**Assignment**. Copy each line below that contains "derive".
···
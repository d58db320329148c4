use oauth_service::{DEFAULT_AUTH_URL, DEFAULT_TOKEN_URL, OAuthConfig};
use youtube_client::DEFAULT_BASE_URL;

#[derive(Debug, thiserror::Error)]
pub enum ConfigError {
    #[error("{0} must be set")]
    Missing(&'static str),

    #[error("{name} is invalid: {value}")]
    Invalid { name: &'static str, value: String },
}

/// Server configuration loaded from environment variables.
#[derive(Debug, Clone)]
pub struct ServerConfig {
    pub host: String,
    pub port: u16,
    /// Allowed CORS origins, parsed from comma-separated `CORS_ORIGINS`.
    pub cors_origins: Vec<String>,
    /// Connection string for the user store; optional.
    pub database_url: Option<String>,
    pub youtube_api_key: String,
    pub youtube_api_base_url: String,
    pub oauth: OAuthConfig,
}

impl ServerConfig {
    /// Load configuration from environment variables with defaults.
    ///
    /// | Env Var                | Default                                 |
    /// |------------------------|-----------------------------------------|
    /// | `HOST`                 | `0.0.0.0`                               |
    /// | `PORT`                 | `3000`                                  |
    /// | `CORS_ORIGINS`         | `http://localhost:5173`                 |
    /// | `DATABASE_URL`         | unset                                   |
    /// | `YOUTUBE_API_KEY`      | required                                |
    /// | `GOOGLE_CLIENT_ID`     | required                                |
    /// | `GOOGLE_CLIENT_SECRET` | required                                |
    /// | `GOOGLE_REDIRECT_URI`  | `http://localhost:3000/auth/callback`   |
    /// | `YOUTUBE_API_BASE_URL` | `https://www.googleapis.com/youtube/v3` |
    /// | `OAUTH_AUTH_URL`       | Google consent endpoint                 |
    /// | `OAUTH_TOKEN_URL`      | Google token endpoint                   |
    pub fn from_env() -> Result<Self, ConfigError> {
        Self::from_lookup(|name| std::env::var(name).ok())
    }

    pub fn from_lookup(lookup: impl Fn(&str) -> Option<String>) -> Result<Self, ConfigError> {
        let var = |name: &str| lookup(name).filter(|v| !v.trim().is_empty());
        let required = |name: &'static str| var(name).ok_or(ConfigError::Missing(name));

        let host = var("HOST").unwrap_or_else(|| "0.0.0.0".into());

        let port = match var("PORT") {
            Some(value) => value
                .parse()
                .map_err(|_| ConfigError::Invalid { name: "PORT", value })?,
            None => 3000,
        };

        let cors_origins = var("CORS_ORIGINS")
            .unwrap_or_else(|| "http://localhost:5173".into())
            .split(',')
            .map(|s| s.trim().to_string())
            .filter(|s| !s.is_empty())
            .collect();

        let mut oauth = OAuthConfig::new(
            required("GOOGLE_CLIENT_ID")?,
            required("GOOGLE_CLIENT_SECRET")?,
            var("GOOGLE_REDIRECT_URI")
                .unwrap_or_else(|| format!("http://localhost:{port}/auth/callback")),
        );
        oauth.auth_url = var("OAUTH_AUTH_URL").unwrap_or_else(|| DEFAULT_AUTH_URL.into());
        oauth.token_url = var("OAUTH_TOKEN_URL").unwrap_or_else(|| DEFAULT_TOKEN_URL.into());

        Ok(Self {
            host,
            port,
            cors_origins,
            database_url: var("DATABASE_URL"),
            youtube_api_key: required("YOUTUBE_API_KEY")?,
            youtube_api_base_url: var("YOUTUBE_API_BASE_URL")
                .unwrap_or_else(|| DEFAULT_BASE_URL.into()),
            oauth,
        })
    }
}

#[cfg(test)]
mod tests {
    use super::*;
    use std::collections::HashMap;

    fn lookup(pairs: &[(&str, &str)]) -> impl Fn(&str) -> Option<String> {
        let map: HashMap<String, String> = pairs
            .iter()
            .map(|(k, v)| (k.to_string(), v.to_string()))
            .collect();
        move |name| map.get(name).cloned()
    }

    const REQUIRED: &[(&str, &str)] = &[
        ("YOUTUBE_API_KEY", "key"),
        ("GOOGLE_CLIENT_ID", "client"),
        ("GOOGLE_CLIENT_SECRET", "secret"),
    ];

    #[test]
    fn defaults_apply() {
        let config = ServerConfig::from_lookup(lookup(REQUIRED)).unwrap();
        assert_eq!(config.host, "0.0.0.0");
        assert_eq!(config.port, 3000);
        assert_eq!(config.cors_origins, vec!["http://localhost:5173"]);
        assert_eq!(config.oauth.redirect_uri, "http://localhost:3000/auth/callback");
        assert_eq!(config.oauth.token_url, DEFAULT_TOKEN_URL);
        assert_eq!(config.youtube_api_base_url, DEFAULT_BASE_URL);
        assert!(config.database_url.is_none());
    }

    #[test]
    fn overrides_are_read() {
        let mut pairs = REQUIRED.to_vec();
        pairs.extend([
            ("PORT", "8080"),
            ("CORS_ORIGINS", "http://a.test, http://b.test,"),
            ("DATABASE_URL", "mongodb://localhost/mini"),
        ]);
        let config = ServerConfig::from_lookup(lookup(&pairs)).unwrap();
        assert_eq!(config.port, 8080);
        assert_eq!(config.cors_origins, vec!["http://a.test", "http://b.test"]);
        assert_eq!(config.oauth.redirect_uri, "http://localhost:8080/auth/callback");
        assert_eq!(config.database_url.as_deref(), Some("mongodb://localhost/mini"));
    }

    #[test]
    fn missing_secret_is_an_error() {
        let err = ServerConfig::from_lookup(lookup(&REQUIRED[..2])).unwrap_err();
        assert!(matches!(err, ConfigError::Missing("GOOGLE_CLIENT_SECRET")));
    }

    #[test]
    fn bad_port_is_an_error() {
        let mut pairs = REQUIRED.to_vec();
        pairs.push(("PORT", "http"));
        let err = ServerConfig::from_lookup(lookup(&pairs)).unwrap_err();
        assert_eq!(err.to_string(), "PORT is invalid: http");
    }
}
···
**Exercise output**.
#[derive(Debug, thiserror::Error)]
#[derive(Debug, Clone)]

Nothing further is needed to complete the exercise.